--- Records for the task Enclosed Below ---

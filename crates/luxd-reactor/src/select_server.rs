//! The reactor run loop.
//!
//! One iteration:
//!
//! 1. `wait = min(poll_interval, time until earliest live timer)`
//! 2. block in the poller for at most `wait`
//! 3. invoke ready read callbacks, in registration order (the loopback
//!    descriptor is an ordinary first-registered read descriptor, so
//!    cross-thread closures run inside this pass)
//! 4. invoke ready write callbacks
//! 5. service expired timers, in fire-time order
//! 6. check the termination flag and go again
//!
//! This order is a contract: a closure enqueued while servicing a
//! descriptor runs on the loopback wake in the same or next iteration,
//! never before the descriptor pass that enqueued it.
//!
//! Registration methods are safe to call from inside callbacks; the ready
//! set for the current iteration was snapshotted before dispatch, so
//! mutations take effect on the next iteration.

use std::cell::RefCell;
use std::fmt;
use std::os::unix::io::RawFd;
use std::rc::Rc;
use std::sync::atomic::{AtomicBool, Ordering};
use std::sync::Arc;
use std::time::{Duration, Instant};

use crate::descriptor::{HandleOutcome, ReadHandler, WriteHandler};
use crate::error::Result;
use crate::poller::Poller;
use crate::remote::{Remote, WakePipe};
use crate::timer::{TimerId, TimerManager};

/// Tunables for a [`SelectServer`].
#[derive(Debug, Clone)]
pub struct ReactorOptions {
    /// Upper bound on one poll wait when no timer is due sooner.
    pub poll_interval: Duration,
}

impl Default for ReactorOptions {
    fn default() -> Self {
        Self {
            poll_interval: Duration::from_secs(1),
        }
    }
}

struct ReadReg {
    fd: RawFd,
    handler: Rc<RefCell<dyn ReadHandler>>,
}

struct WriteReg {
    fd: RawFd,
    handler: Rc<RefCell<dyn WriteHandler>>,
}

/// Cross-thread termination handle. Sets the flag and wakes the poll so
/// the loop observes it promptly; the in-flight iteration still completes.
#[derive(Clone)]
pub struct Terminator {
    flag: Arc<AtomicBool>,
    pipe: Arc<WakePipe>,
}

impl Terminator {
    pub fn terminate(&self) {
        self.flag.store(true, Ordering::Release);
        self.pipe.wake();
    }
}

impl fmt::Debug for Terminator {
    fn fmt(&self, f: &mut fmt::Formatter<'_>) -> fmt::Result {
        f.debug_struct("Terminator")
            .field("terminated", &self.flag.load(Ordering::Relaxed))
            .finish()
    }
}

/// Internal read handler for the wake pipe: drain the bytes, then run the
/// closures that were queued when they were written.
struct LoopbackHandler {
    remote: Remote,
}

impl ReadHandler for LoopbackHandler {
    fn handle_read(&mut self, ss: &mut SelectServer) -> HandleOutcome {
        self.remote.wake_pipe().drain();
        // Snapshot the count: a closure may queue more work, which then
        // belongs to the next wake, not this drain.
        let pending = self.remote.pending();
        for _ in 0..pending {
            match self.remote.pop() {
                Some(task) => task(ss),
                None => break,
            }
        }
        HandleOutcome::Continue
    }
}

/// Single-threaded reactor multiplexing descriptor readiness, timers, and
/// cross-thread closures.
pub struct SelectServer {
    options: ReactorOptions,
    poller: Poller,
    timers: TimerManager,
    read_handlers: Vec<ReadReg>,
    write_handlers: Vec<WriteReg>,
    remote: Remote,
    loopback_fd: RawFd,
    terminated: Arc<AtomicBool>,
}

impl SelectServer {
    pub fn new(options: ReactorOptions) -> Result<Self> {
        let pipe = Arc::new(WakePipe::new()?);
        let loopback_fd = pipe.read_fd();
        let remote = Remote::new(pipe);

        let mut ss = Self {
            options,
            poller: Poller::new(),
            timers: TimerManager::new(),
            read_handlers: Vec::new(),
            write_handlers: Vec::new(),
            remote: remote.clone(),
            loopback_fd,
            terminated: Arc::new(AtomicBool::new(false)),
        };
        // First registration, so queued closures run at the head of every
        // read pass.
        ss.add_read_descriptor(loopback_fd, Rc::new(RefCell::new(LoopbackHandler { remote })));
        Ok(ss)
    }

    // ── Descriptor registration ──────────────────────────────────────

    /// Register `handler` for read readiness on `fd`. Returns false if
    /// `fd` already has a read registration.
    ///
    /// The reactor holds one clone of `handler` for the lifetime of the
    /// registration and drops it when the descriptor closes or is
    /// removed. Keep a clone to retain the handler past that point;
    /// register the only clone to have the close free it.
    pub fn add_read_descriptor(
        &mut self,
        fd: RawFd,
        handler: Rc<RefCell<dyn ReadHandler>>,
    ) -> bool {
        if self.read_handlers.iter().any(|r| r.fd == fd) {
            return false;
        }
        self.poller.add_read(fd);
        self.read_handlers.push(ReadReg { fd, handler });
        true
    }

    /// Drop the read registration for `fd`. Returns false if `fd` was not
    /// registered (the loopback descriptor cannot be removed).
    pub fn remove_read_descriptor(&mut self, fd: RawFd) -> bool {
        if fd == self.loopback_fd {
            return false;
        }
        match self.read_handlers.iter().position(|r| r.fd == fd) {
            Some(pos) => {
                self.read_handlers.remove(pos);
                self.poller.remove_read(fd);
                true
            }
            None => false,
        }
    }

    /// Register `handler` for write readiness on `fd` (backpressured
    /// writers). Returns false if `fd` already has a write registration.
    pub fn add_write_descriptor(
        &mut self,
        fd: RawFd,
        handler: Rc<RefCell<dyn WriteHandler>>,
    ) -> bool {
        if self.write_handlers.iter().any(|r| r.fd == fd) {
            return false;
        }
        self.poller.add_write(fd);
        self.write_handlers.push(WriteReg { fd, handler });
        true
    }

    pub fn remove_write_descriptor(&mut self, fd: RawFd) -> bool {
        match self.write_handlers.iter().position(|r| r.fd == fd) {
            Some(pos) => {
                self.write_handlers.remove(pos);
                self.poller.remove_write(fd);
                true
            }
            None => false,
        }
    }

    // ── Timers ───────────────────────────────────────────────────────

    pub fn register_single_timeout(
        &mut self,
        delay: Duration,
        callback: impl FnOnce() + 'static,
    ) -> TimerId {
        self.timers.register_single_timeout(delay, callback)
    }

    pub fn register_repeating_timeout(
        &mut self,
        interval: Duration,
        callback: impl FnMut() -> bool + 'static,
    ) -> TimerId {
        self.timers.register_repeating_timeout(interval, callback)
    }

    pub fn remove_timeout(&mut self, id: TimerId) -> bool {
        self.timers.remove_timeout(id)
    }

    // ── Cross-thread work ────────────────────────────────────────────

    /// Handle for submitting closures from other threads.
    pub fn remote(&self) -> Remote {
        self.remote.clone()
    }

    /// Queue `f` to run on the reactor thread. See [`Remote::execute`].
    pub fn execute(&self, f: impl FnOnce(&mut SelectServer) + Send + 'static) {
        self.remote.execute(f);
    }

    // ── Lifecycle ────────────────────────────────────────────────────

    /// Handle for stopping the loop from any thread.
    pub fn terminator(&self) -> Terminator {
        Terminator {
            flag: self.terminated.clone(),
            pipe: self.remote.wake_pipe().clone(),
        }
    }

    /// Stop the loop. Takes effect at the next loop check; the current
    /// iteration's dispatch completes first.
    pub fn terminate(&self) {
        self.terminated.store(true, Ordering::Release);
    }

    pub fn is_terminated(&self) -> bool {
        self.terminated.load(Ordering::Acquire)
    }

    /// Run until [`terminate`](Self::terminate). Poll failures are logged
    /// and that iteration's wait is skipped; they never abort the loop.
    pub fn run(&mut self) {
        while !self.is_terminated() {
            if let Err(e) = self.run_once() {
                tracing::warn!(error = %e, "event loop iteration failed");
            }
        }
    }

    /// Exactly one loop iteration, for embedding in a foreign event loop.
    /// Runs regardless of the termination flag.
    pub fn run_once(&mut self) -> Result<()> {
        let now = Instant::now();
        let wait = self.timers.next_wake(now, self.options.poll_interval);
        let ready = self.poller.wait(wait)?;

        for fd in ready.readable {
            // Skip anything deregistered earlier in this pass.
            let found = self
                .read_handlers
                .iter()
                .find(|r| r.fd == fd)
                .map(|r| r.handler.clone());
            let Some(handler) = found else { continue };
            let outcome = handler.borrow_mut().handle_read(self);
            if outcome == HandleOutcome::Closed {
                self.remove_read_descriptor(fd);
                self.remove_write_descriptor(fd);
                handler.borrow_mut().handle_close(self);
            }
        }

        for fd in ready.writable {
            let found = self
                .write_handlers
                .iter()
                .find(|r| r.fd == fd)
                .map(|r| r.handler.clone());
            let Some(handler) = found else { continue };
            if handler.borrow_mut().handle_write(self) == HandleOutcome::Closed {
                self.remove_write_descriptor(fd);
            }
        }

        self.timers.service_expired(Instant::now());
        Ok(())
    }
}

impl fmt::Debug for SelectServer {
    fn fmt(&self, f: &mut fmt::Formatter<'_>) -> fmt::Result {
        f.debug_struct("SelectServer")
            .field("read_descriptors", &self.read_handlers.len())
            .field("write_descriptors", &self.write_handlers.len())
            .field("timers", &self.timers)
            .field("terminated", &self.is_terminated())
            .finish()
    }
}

--- End of Enclosed Records for the task ---
--- Records for the task Enclosed Below ---

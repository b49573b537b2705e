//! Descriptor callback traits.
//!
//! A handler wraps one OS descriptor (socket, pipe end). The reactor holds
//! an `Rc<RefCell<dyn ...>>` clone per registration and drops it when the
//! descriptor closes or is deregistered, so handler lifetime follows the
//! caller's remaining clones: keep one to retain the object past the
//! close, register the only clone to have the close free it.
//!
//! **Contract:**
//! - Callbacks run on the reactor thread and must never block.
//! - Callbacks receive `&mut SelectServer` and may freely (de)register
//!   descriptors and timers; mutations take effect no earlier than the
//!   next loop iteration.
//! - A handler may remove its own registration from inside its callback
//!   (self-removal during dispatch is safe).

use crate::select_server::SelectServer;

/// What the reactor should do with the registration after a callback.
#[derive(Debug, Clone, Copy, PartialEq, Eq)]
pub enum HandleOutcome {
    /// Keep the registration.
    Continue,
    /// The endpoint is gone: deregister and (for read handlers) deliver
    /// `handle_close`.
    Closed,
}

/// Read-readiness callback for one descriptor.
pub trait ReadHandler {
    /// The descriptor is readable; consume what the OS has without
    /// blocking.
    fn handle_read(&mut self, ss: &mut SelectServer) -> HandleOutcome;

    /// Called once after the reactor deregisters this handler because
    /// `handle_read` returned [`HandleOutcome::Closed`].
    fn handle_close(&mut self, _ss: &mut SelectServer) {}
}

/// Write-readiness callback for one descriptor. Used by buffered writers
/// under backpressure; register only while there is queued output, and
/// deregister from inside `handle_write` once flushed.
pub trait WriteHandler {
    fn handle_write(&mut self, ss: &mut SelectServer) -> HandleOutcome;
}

--- End of Enclosed Records for the task ---
--- Records for the task Enclosed Below ---

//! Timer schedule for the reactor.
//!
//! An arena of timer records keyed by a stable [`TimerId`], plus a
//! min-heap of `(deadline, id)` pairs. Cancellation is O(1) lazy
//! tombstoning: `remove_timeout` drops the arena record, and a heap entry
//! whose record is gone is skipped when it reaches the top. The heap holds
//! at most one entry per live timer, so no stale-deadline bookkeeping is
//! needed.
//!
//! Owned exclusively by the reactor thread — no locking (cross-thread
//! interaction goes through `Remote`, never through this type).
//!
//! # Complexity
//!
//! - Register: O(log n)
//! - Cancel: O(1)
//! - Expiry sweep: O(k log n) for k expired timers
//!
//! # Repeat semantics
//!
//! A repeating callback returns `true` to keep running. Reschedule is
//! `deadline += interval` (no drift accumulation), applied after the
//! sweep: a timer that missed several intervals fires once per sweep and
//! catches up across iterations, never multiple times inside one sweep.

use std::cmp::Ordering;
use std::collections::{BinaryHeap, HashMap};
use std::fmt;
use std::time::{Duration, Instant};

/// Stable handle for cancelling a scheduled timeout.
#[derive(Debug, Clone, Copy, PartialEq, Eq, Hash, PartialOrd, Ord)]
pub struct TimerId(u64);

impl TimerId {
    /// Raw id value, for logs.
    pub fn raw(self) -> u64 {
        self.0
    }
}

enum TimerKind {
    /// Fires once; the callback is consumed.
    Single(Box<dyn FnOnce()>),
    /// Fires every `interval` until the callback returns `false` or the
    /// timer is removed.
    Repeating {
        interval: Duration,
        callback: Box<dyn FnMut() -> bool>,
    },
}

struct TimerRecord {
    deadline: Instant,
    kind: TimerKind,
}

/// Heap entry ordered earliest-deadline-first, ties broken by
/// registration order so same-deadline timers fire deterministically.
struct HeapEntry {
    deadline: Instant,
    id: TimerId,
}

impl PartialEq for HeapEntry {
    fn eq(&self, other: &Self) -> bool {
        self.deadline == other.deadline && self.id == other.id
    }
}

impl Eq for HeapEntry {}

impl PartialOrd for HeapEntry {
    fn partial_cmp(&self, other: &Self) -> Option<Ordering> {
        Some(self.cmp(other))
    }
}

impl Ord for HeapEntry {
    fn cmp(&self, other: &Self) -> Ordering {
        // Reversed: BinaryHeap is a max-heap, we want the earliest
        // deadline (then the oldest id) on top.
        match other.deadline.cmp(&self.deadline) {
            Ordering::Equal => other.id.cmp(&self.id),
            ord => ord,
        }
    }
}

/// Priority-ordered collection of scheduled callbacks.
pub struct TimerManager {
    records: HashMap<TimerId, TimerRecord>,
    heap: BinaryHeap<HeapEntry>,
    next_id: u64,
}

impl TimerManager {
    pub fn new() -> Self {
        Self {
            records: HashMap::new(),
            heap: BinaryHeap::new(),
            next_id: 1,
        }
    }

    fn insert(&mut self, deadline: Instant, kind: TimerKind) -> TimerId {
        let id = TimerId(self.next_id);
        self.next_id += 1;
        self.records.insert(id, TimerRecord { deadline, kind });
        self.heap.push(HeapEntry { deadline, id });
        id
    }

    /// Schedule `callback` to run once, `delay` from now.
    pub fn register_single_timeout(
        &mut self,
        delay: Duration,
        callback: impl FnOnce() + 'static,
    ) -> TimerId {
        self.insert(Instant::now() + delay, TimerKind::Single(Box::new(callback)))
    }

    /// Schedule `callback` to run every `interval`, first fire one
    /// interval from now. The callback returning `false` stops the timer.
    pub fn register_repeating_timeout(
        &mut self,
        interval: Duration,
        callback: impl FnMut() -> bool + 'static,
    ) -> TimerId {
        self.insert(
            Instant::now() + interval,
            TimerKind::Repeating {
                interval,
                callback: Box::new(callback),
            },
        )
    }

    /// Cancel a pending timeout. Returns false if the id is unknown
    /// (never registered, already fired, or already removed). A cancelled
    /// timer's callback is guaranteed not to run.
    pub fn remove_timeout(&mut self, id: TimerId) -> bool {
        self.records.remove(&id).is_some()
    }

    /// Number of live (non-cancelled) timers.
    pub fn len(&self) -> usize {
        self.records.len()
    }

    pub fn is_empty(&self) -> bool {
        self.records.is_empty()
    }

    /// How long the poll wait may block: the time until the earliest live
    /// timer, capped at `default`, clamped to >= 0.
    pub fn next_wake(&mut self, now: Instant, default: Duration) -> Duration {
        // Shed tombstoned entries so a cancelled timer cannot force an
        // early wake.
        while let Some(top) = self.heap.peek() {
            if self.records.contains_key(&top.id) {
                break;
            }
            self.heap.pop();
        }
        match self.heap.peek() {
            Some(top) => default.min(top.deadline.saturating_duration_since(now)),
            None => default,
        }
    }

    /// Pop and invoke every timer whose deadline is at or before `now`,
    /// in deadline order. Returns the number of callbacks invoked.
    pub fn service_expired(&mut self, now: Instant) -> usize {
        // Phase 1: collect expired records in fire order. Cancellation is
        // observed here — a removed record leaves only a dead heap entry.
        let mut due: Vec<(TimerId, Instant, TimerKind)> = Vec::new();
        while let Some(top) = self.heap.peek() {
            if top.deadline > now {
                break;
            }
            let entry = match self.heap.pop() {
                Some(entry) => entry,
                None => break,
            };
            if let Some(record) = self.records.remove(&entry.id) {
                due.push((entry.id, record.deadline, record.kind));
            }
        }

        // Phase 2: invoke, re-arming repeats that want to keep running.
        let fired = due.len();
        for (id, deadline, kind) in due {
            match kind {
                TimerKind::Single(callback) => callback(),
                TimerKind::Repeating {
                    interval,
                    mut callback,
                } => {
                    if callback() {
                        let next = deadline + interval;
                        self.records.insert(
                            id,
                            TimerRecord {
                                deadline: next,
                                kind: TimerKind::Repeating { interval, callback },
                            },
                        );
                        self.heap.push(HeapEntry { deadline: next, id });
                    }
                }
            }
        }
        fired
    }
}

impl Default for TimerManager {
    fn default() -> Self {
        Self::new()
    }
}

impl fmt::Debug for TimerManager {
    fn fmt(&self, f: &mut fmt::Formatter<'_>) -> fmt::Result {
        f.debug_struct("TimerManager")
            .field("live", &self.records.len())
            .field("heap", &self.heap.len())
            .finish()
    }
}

--- End of Enclosed Records for the task ---

## Work to complete
Could you transcribe the entries above word for word, from the line with "the earliest live" down to the line with "dead heap entry.", keeping both?

## The completed task
    /// How long the poll wait may block: the time until the earliest live
    /// timer, capped at `default`, clamped to >= 0.
    pub fn next_wake(&mut self, now: Instant, default: Duration) -> Duration {
        // Shed tombstoned entries so a cancelled timer cannot force an
        // early wake.
        while let Some(top) = self.heap.peek() {
            if self.records.contains_key(&top.id) {
                break;
            }
            self.heap.pop();
        }
        match self.heap.peek() {
            Some(top) => default.min(top.deadline.saturating_duration_since(now)),
            None => default,
        }
    }

    /// Pop and invoke every timer whose deadline is at or before `now`,
    /// in deadline order. Returns the number of callbacks invoked.
    pub fn service_expired(&mut self, now: Instant) -> usize {
        // Phase 1: collect expired records in fire order. Cancellation is
        // observed here — a removed record leaves only a dead heap entry.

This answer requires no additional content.